The HTML pages are in _build/html.

Expected behavior

No warning should be emitted since adding , optional is valid by the numpy doc spec.

Environment info

  • OS: Ubuntu 19.04
  • Python version: 3.7.3
  • Sphinx version: 2.2.1
  • Sphinx extensions: sphinx.ext.napoleon, sphinx.ext.autodoc, sphinx.ext.intersphinx
bug napoleon help wanted

Most helpful comment

Here's what I came up with, which seems to work fine for my own case. Of course, if others on this issue agree to a fix like this, it should be merged in directly. For now I am just monkey-patching in my conf.py:

# monkey-patch napoleon to better handle optional parameters in numpydoc
# docstrings; see https://github.com/sphinx-doc/sphinx/issues/6861

def _fixup_napoleon_numpydoc():
    from sphinx.locale import _
    from sphinx.ext.napoleon import NumpyDocstring

    def _process_optional_params(self, fields):
        """
        Split a fields list into separate lists of positional parameters and
        keyword parameters.

        Possibly moves some fields out of their original documented order,
        though in practice, in most cases, optional/keyword parameters should
        always be listed after positional parameters.

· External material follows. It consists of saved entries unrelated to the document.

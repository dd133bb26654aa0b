//! Health check HTTP routes

use super::{HealthChecker, HealthResponse, Status};
use axum::{extract::State, http::StatusCode, response::IntoResponse, routing::get, Json, Router};

/// Default path of the health endpoint.
pub const DEFAULT_HEALTH_PATH: &str = "/health";

/// GET <path> - Aggregated health, 200 when UP and 503 when DOWN
pub async fn health_check(State(checker): State<HealthChecker>) -> impl IntoResponse {
    let state = checker.check().await;
    let status = match state.status {
        Status::Healthy => StatusCode::OK,
        Status::Unhealthy => StatusCode::SERVICE_UNAVAILABLE,
    };
    (status, Json(HealthResponse::from(state.as_ref())))
}

/// Router serving the health endpoint at `path`.
pub fn health_router(checker: HealthChecker, path: &str) -> Router {
    Router::new()
        .route(path, get(health_check))
        .with_state(checker)
}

        For Numpydoc, a parameter is treated as a keyword parameter if its type
        list ends with the keyword "optional".  In this case, the "optional" is
        removed from its type list, and instead the text "(optional)" is
        prepended to the field description.
        """

        positional = []
        keyword = []

        for name, type_, desc in fields:
            types = [t.strip() for t in type_.split(',')]
            optional = types and types[-1].lower() == 'optional'
            if optional:
                type_ = ', '.join(types[:-1])

                if not desc:
                    desc = ['']
                desc[0] = ('*(optional)* – ' + desc[0]).rstrip()

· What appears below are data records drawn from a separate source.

//! Vitals CLI - Command-line interface for Vitals health endpoints.
//!
//! Provides commands for checking service health and managing CLI configuration.

mod client;
mod commands;
mod output;

use anyhow::Result;
use clap::{Parser, Subcommand};

use commands::{check, config};
use output::OutputFormat;

/// Exit code when the service answered but reported DOWN.
const EXIT_DOWN: i32 = 2;

/// Vitals - Aggregated service health CLI
#[derive(Parser)]
#[command(
    name = "vitals",
    author = "Aezi <aezi.zhu@icloud.com>",
    version = "0.1.0",
    about = "Vitals - Aggregated service health",
    long_about = "CLI tool for querying Vitals health endpoints and managing CLI configuration.",
    propagate_version = true
)]
pub struct Cli {
    /// Output format
    #[arg(short, long, global = true, default_value = "table")]
    output: OutputFormat,

    /// Server URL
    #[arg(long, global = true, env = "VITALS_API_URL")]
    api_url: Option<String>,

    /// Disable colored output
    #[arg(long, global = true)]
    no_color: bool,

    #[command(subcommand)]
    command: Commands,
}

#[derive(Subcommand)]
enum Commands {
    /// Check service health (exits 2 when DOWN)
    Check(check::CheckArgs),

    /// Configuration management
    #[command(subcommand)]
    Config(config::ConfigCommands),
}

#[tokio::main]
async fn main() -> Result<()> {
    let cli = Cli::parse();

    if cli.no_color {
        colored::control::set_override(false);
    }

    let format = cli.output;

    let result = match cli.command {
        Commands::Check(args) => {
            let api_url = cli
                .api_url
                .clone()
                .or_else(|| config::load_value("api-url"))
                .unwrap_or_else(|| "http://localhost:8080".to_string());
            let client = client::ApiClient::new(&api_url)?;
            check::execute(args, &client, format).await
        }
        Commands::Config(cmd) => config::execute(cmd, format).await.map(|()| true),
    };

    match result {
        Ok(true) => Ok(()),
        Ok(false) => std::process::exit(EXIT_DOWN),
        Err(e) => {
            output::print_error(&format!("{:#}", e));
            std::process::exit(1);
        }
    }
}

            if optional or name.startswith(r'\*\*'):
                keyword.append((name, type_, desc))
            else:
                positional.append((name, type_, desc))

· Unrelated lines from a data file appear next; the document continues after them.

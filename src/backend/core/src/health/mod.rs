//! Health Check System
//!
//! Aggregated, cached health of a running service.
//!
//! # Data Flow
//! ```text
//! GET /health
//!     → routes.rs (handler)
//!     → cache.rs (fresh? serve cached state)
//!     → aggregator.rs (one task per probe, per-probe + global timeout)
//!     → check.rs (combine outcomes into Healthy / Unhealthy)
//!     → cache.rs (store, notify listener.rs on status change)
//!     → 200 / 503 + JSON body
//! ```

mod aggregator;
mod cache;
mod check;
mod checker;
mod listener;
mod probe;
mod probes;
mod routes;

pub use aggregator::*;
pub use cache::*;
pub use check::*;
pub use checker::*;
pub use listener::{LoggingListener, StatusListener};
pub use probe::*;
pub use probes::*;
pub use routes::*;

use std::any::Any;
use std::time::Duration;
use tokio::time::Instant;

/// Horizon used in place of an unbounded timeout (about 30 years).
const FAR_FUTURE: Duration = Duration::from_secs(86_400 * 365 * 30);

/// Health check timing configuration.
#[derive(Debug, Clone, Copy, PartialEq, Eq)]
pub struct HealthConfig {
    /// How long an aggregate state is served from cache
    pub cache_ttl: Duration,
    /// Upper bound on the wall-clock time of one evaluation
    pub global_timeout: Duration,
}

impl Default for HealthConfig {
    fn default() -> Self {
        Self {
            cache_ttl: DEFAULT_CACHE_TTL,
            global_timeout: DEFAULT_GLOBAL_TIMEOUT,
        }
    }
}

/// `start + after`, clamped to [`FAR_FUTURE`] so huge timeouts such as
/// `Duration::MAX` never overflow the clock.
pub(crate) fn deadline_after(start: Instant, after: Duration) -> Instant {
    start.checked_add(after.min(FAR_FUTURE)).unwrap_or(start)
}

/// Best-effort text of a panic payload.
pub(crate) fn panic_message(payload: &(dyn Any + Send)) -> String {
    if let Some(s) = payload.downcast_ref::<&'static str>() {
        (*s).to_string()
    } else if let Some(s) = payload.downcast_ref::<String>() {
        s.clone()
    } else {
        "unknown panic".to_string()
    }
}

        return positional, keyword

    def _parse_parameters_section(self, section):
        fields = self._consume_fields()
        pos_fields, kw_fields = self._process_optional_params(fields)
        if self._config.napoleon_use_param:
            lines = self._format_docutils_params(pos_fields)
        else:
            lines = self._format_fields(_('Parameters'), pos_fields)

        if self._config.napoleon_use_keyword:
            if self._config.napoleon_use_param:
                lines = lines[:-1]
            lines.extend(self._format_docutils_params(
                kw_fields, field_role='keyword', type_role='kwtype'))
        else:
            lines.extend(self._format_fields(
                _('Keyword Arguments'), kw_fields))

        return lines

    def _parse_other_parameters_section(self, section):
        fields = self._consume_fields()
        pos_fields, kw_fields = self._process_optional_params(fields)
        return self.format_fields(
                _('Other Parameters'), pos_fields + kw_fields)

    NumpyDocstring._process_optional_params = _process_optional_params
    NumpyDocstring._parse_parameters_section = _parse_parameters_section
    NumpyDocstring._parse_other_parameters_section = \
            _parse_other_parameters_section


_fixup_napoleon_numpydoc()

I think that, now that this adds all keyword arguments to a separate section, keeping the "(optional)" text is a bit redundant. But I keep it anyways, in the original spirit of the numpydoc format.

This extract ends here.